One more reason to love New York

Ever since my little brother moved to New York, I’ve started paying closer attention to what goes on there. What’s going on right now is worth sharing.

Mayor Bloomberg has proposed a series of measures that would accommodate growth (a million more people expected by 2030) and reduce the city’s greenhouse gas emissions. The most promising of the measures? A congestion charge.

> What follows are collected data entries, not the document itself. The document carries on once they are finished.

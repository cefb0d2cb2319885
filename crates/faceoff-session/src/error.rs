//! Error types for the session layer.

/// Errors from the identity, stats, and moderation collaborators.
#[derive(Debug, thiserror::Error)]
pub enum SessionError {
    /// The identity provider rejected the token.
    #[error("authentication failed: {0}")]
    AuthFailed(String),

    /// The stats store couldn't be reached or refused the operation.
    #[error("stats store error: {0}")]
    Stats(String),

    /// The moderation sink couldn't accept the report.
    #[error("report submission failed: {0}")]
    Report(String),
}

Under the plan, the city would charge $8 for cars and $21 for commercial trucks that enter Manhattan below 86th Street from 6 a.m. to 6 p.m. on weekdays. The charge would be $4 for drivers within Manhattan, and several exemptions would apply. No one would be charged on the Franklin D. Roosevelt Drive or the West Side Highway. There would be no charge for moving cars to comply with alternate side parking, and there would be no charge for taxis.

[…]

Later, Mary E. Peters, the United States secretary of transportation, issued a statement praising the plan as “the kind of bold thinking leaders across the country need to embrace if we hope to win the battle against traffic congestion.” The Nassau County executive, Thomas R. Suozzi, who has many constituents who commute by car to Manhattan, also was enthusiastic. “People’s first reaction is they don’t want to pay,” he said. “But getting them to switch to mass transit benefits us all.”

(Source: New York Times)

The congestion charge is also, for obvious reasons, the most controversial of the measures. NYC’s Streetsblog (easily my favorite transit blog) details some of the objections:

Representative Anthony Weiner:

While I applaud the mayor for focusing on a long-term sustainability plan for the city, in this case the cure seems to be worse than the disease. We must look at innovative ways to face the challenges created by the city’s own success, but a regressive tax on working middle-class families and small-business owners shouldn’t be one of them.

My take: The fact that this conversation is taking place at all is huge. If New York manages to move the issue beyond conversation, my Christmas wish might come true sooner than I expected.